REQUIRED WORK » All lines from the opening of the entries below through the line containing "and backend handle" must be output exactly as they appear, with no other lines.

[Collected data]
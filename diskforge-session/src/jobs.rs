//! Concrete jobs exposed through a `Session`: list, info, create-partition,
//! delete-partition, format, clone, backup, restore, rescue. One struct
//! per operation, each carrying its own options and backend handle
//! rather than reaching back into `Session`.

use std::collections::HashMap;
use std::sync::Arc;

use diskforge_backend::PlatformBackend;
use diskforge_jobs::{Job, JobContext, JobError, Result as JobResult};
use diskforge_safety::OperationType;
use diskforge_types::{
    CloneOptions, Disk, DiskInventory, FormatOptions, ImageInfo, ImageOptions,
    PartitionCreateOptions, RestoreOptions,
};
use serde::{Deserialize, Serialize};
use uuid::Uuid;

/// The concrete result payload every session-level job produces: a
/// tagged variant standing in for a parametric job result type.
/// Serialized into `JobOutcome::data`.
#[derive(Debug, Clone, Serialize, Deserialize)]
#[serde(tag = "kind", content = "value")]
pub enum JobPayload {
    Inventory(DiskInventory),
    DiskInfo(Option<Disk>),
    Message(String),
    Image(ImageInfo),
    Artifacts(HashMap<String, String>),
    Unit,
}

fn payload(value: JobPayload) -> JobResult<serde_json::Value> {
    serde_json::to_value(value).map_err(|e| JobError::Other(e.into()))
}

fn backend_err<E: std::error::Error + Send + Sync + 'static>(e: E) -> JobError {
    JobError::Other(anyhow::Error::new(e))
}

/// `Session::run_job`/`submit_job` are generic over this rather than
/// `Arc<dyn SessionJob>`, so a concrete `J: SessionJob` coerces straight to
/// `Arc<dyn Job>` without needing trait-object upcasting.
pub trait SessionJob: Job {
    /// Risk classification consulted by the safety gate before this job
    /// is allowed to run. Defaults to read-only.
    fn operation_type(&self) -> OperationType {
        OperationType::ReadOnly
    }
}

pub struct ListDisksJob {
    id: Uuid,
    backend: Arc<dyn PlatformBackend>,
}

impl ListDisksJob {
    pub fn new(backend: Arc<dyn PlatformBackend>) -> Self {
        Self { id: Uuid::new_v4(), backend }
    }
}

impl Job for ListDisksJob {
    fn id(&self) -> Uuid {
        self.id
    }
    fn name(&self) -> &str {
        "list_disks"
    }
    fn description(&self) -> &str {
        "Enumerate all disks and partitions"
    }
    fn execute(&self, context: &JobContext) -> JobResult<serde_json::Value> {
        context.update_progress(None, None, Some("reading disk inventory"), None, None, None, None);
        let inventory = self.backend.get_disk_inventory().map_err(backend_err)?;
        payload(JobPayload::Inventory(inventory))
    }
    fn plan(&self) -> String {
        "List all disks and partitions visible to the backend.".to_string()
    }
}

pub struct DiskInfoJob {
    id: Uuid,
    backend: Arc<dyn PlatformBackend>,
    device_path: String,
}

impl DiskInfoJob {
    pub fn new(backend: Arc<dyn PlatformBackend>, device_path: impl Into<String>) -> Self {
        Self { id: Uuid::new_v4(), backend, device_path: device_path.into() }
    }
}

impl Job for DiskInfoJob {
    fn id(&self) -> Uuid {
        self.id
    }
    fn name(&self) -> &str {
        "disk_info"
    }
    fn description(&self) -> &str {
        "Fetch details for a single disk"
    }
    fn execute(&self, context: &JobContext) -> JobResult<serde_json::Value> {
        context.update_progress(None, None, Some(&format!("inspecting {}", self.device_path)), None, None, None, None);
        let disk = self.backend.get_disk_info(&self.device_path).map_err(backend_err)?;
        payload(JobPayload::DiskInfo(disk))
    }
    fn plan(&self) -> String {
        format!("Fetch disk info for {}.", self.device_path)
    }
    fn validate(&self) -> Vec<String> {
        if self.device_path.is_empty() {
            vec!["device path is required".to_string()]
        } else {
            Vec::new()
        }
    }
}

pub struct CreatePartitionJob {
    id: Uuid,
    backend: Arc<dyn PlatformBackend>,
    options: PartitionCreateOptions,
}

impl CreatePartitionJob {
    pub fn new(backend: Arc<dyn PlatformBackend>, options: PartitionCreateOptions) -> Self {
        Self { id: Uuid::new_v4(), backend, options }
    }
}

impl Job for CreatePartitionJob {
    fn id(&self) -> Uuid {
        self.id
    }
    fn name(&self) -> &str {
        "create_partition"
    }
    fn description(&self) -> &str {
        "Create a new partition"
    }
    fn execute(&self, context: &JobContext) -> JobResult<serde_json::Value> {
        context.update_progress(None, None, Some("creating partition"), Some("create"), None, None, None);
        let outcome = self.backend.create_partition(&self.options).map_err(backend_err)?;
        if !outcome.success {
            return Err(JobError::Other(anyhow::anyhow!(outcome.message)));
        }
        payload(JobPayload::Message(outcome.message))
    }
    fn plan(&self) -> String {
        format!(
            "Create Partition\nDisk: {}\nSize: {} bytes\nFilesystem: {}\n\nThis operation modifies the disk's partition table.",
            self.options.disk_path, self.options.size_bytes, self.options.filesystem
        )
    }
    fn validate(&self) -> Vec<String> {
        if self.options.disk_path.is_empty() {
            vec!["disk path is required".to_string()]
        } else {
            Vec::new()
        }
    }
}

impl SessionJob for CreatePartitionJob {
    fn operation_type(&self) -> OperationType {
        OperationType::Create
    }
}

pub struct DeletePartitionJob {
    id: Uuid,
    backend: Arc<dyn PlatformBackend>,
    partition_path: String,
    dry_run: bool,
}

impl DeletePartitionJob {
    pub fn new(backend: Arc<dyn PlatformBackend>, partition_path: impl Into<String>, dry_run: bool) -> Self {
        Self { id: Uuid::new_v4(), backend, partition_path: partition_path.into(), dry_run }
    }
}

impl Job for DeletePartitionJob {
    fn id(&self) -> Uuid {
        self.id
    }
    fn name(&self) -> &str {
        "delete_partition"
    }
    fn description(&self) -> &str {
        "Delete a partition"
    }
    fn execute(&self, context: &JobContext) -> JobResult<serde_json::Value> {
        context.update_progress(None, None, Some(&format!("deleting {}", self.partition_path)), None, None, None, None);
        let outcome = self
            .backend
            .delete_partition(&self.partition_path, self.dry_run)
            .map_err(backend_err)?;
        if !outcome.success {
            return Err(JobError::Other(anyhow::anyhow!(outcome.message)));
        }
        payload(JobPayload::Message(outcome.message))
    }
    fn plan(&self) -> String {
        format!(
            "Delete Partition\nTarget: {}\n\nThis will permanently delete the partition; all data on it will be lost.",
            self.partition_path
        )
    }
}

impl SessionJob for DeletePartitionJob {
    fn operation_type(&self) -> OperationType {
        OperationType::Delete
    }
}

pub struct FormatPartitionJob {
    id: Uuid,
    backend: Arc<dyn PlatformBackend>,
    options: FormatOptions,
}

impl FormatPartitionJob {
    pub fn new(backend: Arc<dyn PlatformBackend>, options: FormatOptions) -> Self {
        Self { id: Uuid::new_v4(), backend, options }
    }
}

impl Job for FormatPartitionJob {
    fn id(&self) -> Uuid {
        self.id
    }
    fn name(&self) -> &str {
        "format_partition"
    }
    fn description(&self) -> &str {
        "Format a partition"
    }
    fn execute(&self, context: &JobContext) -> JobResult<serde_json::Value> {
        context.update_progress(
            None,
            None,
            Some(&format!("formatting {} as {}", self.options.partition_path, self.options.filesystem)),
            None,
            None,
            None,
            None,
        );
        let outcome = self.backend.format_partition(&self.options).map_err(backend_err)?;
        if !outcome.success {
            return Err(JobError::Other(anyhow::anyhow!(outcome.message)));
        }
        payload(JobPayload::Message(outcome.message))
    }
    fn plan(&self) -> String {
        format!(
            "Format Partition\nTarget: {}\nFilesystem: {}\n\nThis will erase all data on the partition.",
            self.options.partition_path, self.options.filesystem
        )
    }
}

impl SessionJob for FormatPartitionJob {
    fn operation_type(&self) -> OperationType {
        OperationType::Modify
    }
}

pub struct CloneDiskJob {
    id: Uuid,
    backend: Arc<dyn PlatformBackend>,
    options: CloneOptions,
}

impl CloneDiskJob {
    pub fn new(backend: Arc<dyn PlatformBackend>, options: CloneOptions) -> Self {
        Self { id: Uuid::new_v4(), backend, options }
    }
}

impl Job for CloneDiskJob {
    fn id(&self) -> Uuid {
        self.id
    }
    fn name(&self) -> &str {
        "clone_disk"
    }
    fn description(&self) -> &str {
        "Clone an entire disk"
    }
    fn execute(&self, context: &JobContext) -> JobResult<serde_json::Value> {
        let outcome = diskforge_protocol::clone_disk(self.backend.as_ref(), context, &self.options)
            .map_err(|e| JobError::Other(e.into()))?;
        if !outcome.success {
            return Err(JobError::Other(anyhow::anyhow!(outcome.message)));
        }
        payload(JobPayload::Message(outcome.message))
    }
    fn plan(&self) -> String {
        format!(
            "Clone Disk\nSource: {}\nTarget: {}\nVerify: {}\n\nThis will destroy all data on {}.",
            self.options.source_path, self.options.target_path, self.options.verify, self.options.target_path
        )
    }
    fn validate(&self) -> Vec<String> {
        let mut errors = Vec::new();
        if self.options.source_path.is_empty() {
            errors.push("source path is required".to_string());
        }
        if self.options.target_path.is_empty() {
            errors.push("target path is required".to_string());
        }
        errors
    }
}

impl SessionJob for CloneDiskJob {
    fn operation_type(&self) -> OperationType {
        OperationType::Clone
    }
}

pub struct ClonePartitionJob {
    id: Uuid,
    backend: Arc<dyn PlatformBackend>,
    options: CloneOptions,
}

impl ClonePartitionJob {
    pub fn new(backend: Arc<dyn PlatformBackend>, options: CloneOptions) -> Self {
        Self { id: Uuid::new_v4(), backend, options }
    }
}

impl Job for ClonePartitionJob {
    fn id(&self) -> Uuid {
        self.id
    }
    fn name(&self) -> &str {
        "clone_partition"
    }
    fn description(&self) -> &str {
        "Clone a single partition"
    }
    fn execute(&self, context: &JobContext) -> JobResult<serde_json::Value> {
        let outcome = diskforge_protocol::clone_partition(self.backend.as_ref(), context, &self.options)
            .map_err(|e| JobError::Other(e.into()))?;
        if !outcome.success {
            return Err(JobError::Other(anyhow::anyhow!(outcome.message)));
        }
        payload(JobPayload::Message(outcome.message))
    }
    fn plan(&self) -> String {
        format!(
            "Clone Partition\nSource: {}\nTarget: {}\nVerify: {}\n\nThis will destroy all data on {}.",
            self.options.source_path, self.options.target_path, self.options.verify, self.options.target_path
        )
    }
}

impl SessionJob for ClonePartitionJob {
    fn operation_type(&self) -> OperationType {
        OperationType::Clone
    }
}

pub struct CreateImageJob {
    id: Uuid,
    backend: Arc<dyn PlatformBackend>,
    options: ImageOptions,
}

impl CreateImageJob {
    pub fn new(backend: Arc<dyn PlatformBackend>, options: ImageOptions) -> Self {
        Self { id: Uuid::new_v4(), backend, options }
    }
}

impl Job for CreateImageJob {
    fn id(&self) -> Uuid {
        self.id
    }
    fn name(&self) -> &str {
        "create_image"
    }
    fn description(&self) -> &str {
        "Create a backup image"
    }
    fn execute(&self, context: &JobContext) -> JobResult<serde_json::Value> {
        let info = diskforge_protocol::create_image(self.backend.as_ref(), context, &self.options)
            .map_err(|e| JobError::Other(e.into()))?;
        payload(JobPayload::Image(info))
    }
    fn plan(&self) -> String {
        format!(
            "Create Disk Image\nSource: {}\nOutput: {}\nCompression: {:?}\n\nThis operation reads the source device.",
            self.options.source_path, self.options.image_path, self.options.compression
        )
    }
}

impl SessionJob for CreateImageJob {
    fn operation_type(&self) -> OperationType {
        OperationType::Create
    }
}

pub struct RestoreImageJob {
    id: Uuid,
    backend: Arc<dyn PlatformBackend>,
    options: RestoreOptions,
}

impl RestoreImageJob {
    pub fn new(backend: Arc<dyn PlatformBackend>, options: RestoreOptions) -> Self {
        Self { id: Uuid::new_v4(), backend, options }
    }
}

impl Job for RestoreImageJob {
    fn id(&self) -> Uuid {
        self.id
    }
    fn name(&self) -> &str {
        "restore_image"
    }
    fn description(&self) -> &str {
        "Restore a backup image"
    }
    fn execute(&self, context: &JobContext) -> JobResult<serde_json::Value> {
        let outcome = diskforge_protocol::restore_image(self.backend.as_ref(), context, &self.options)
            .map_err(|e| JobError::Other(e.into()))?;
        if !outcome.success {
            return Err(JobError::Other(anyhow::anyhow!(outcome.message)));
        }
        payload(JobPayload::Message(outcome.message))
    }
    fn plan(&self) -> String {
        format!(
            "Restore Disk Image\nImage: {}\nTarget: {}\nVerify: {}\n\nThis will destroy all data on {}.",
            self.options.image_path, self.options.target_path, self.options.verify, self.options.target_path
        )
    }
}

impl SessionJob for RestoreImageJob {
    fn operation_type(&self) -> OperationType {
        OperationType::Restore
    }
}

pub struct CreateRescueMediaJob {
    id: Uuid,
    backend: Arc<dyn PlatformBackend>,
    output_path: String,
    dry_run: bool,
}

impl CreateRescueMediaJob {
    pub fn new(backend: Arc<dyn PlatformBackend>, output_path: impl Into<String>, dry_run: bool) -> Self {
        Self { id: Uuid::new_v4(), backend, output_path: output_path.into(), dry_run }
    }
}

impl Job for CreateRescueMediaJob {
    fn id(&self) -> Uuid {
        self.id
    }
    fn name(&self) -> &str {
        "create_rescue_media"
    }
    fn description(&self) -> &str {
        "Create bootable rescue media"
    }
    fn execute(&self, context: &JobContext) -> JobResult<serde_json::Value> {
        context.update_progress(None, None, Some("creating rescue media"), None, None, None, None);
        let (outcome, artifacts) = self
            .backend
            .create_rescue_media(&self.output_path, self.dry_run)
            .map_err(backend_err)?;
        if !outcome.success {
            return Err(JobError::Other(anyhow::anyhow!(outcome.message)));
        }
        payload(JobPayload::Artifacts(artifacts))
    }
    fn plan(&self) -> String {
        format!(
            "Create Rescue Media\nOutput: {}\n\nThis creates recovery tools for emergency disk operations.",
            self.output_path
        )
    }
}

impl SessionJob for CreateRescueMediaJob {
    fn operation_type(&self) -> OperationType {
        OperationType::Create
    }
}

impl SessionJob for ListDisksJob {}
impl SessionJob for DiskInfoJob {}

OUTPUT FOR THIS TASK »
filename diskforge-session/src/jobs.rs
//! Concrete jobs exposed through a `Session`: list, info, create-partition,
//! delete-partition, format, clone, backup, restore, rescue. One struct
//! per operation, each carrying its own options and backend handle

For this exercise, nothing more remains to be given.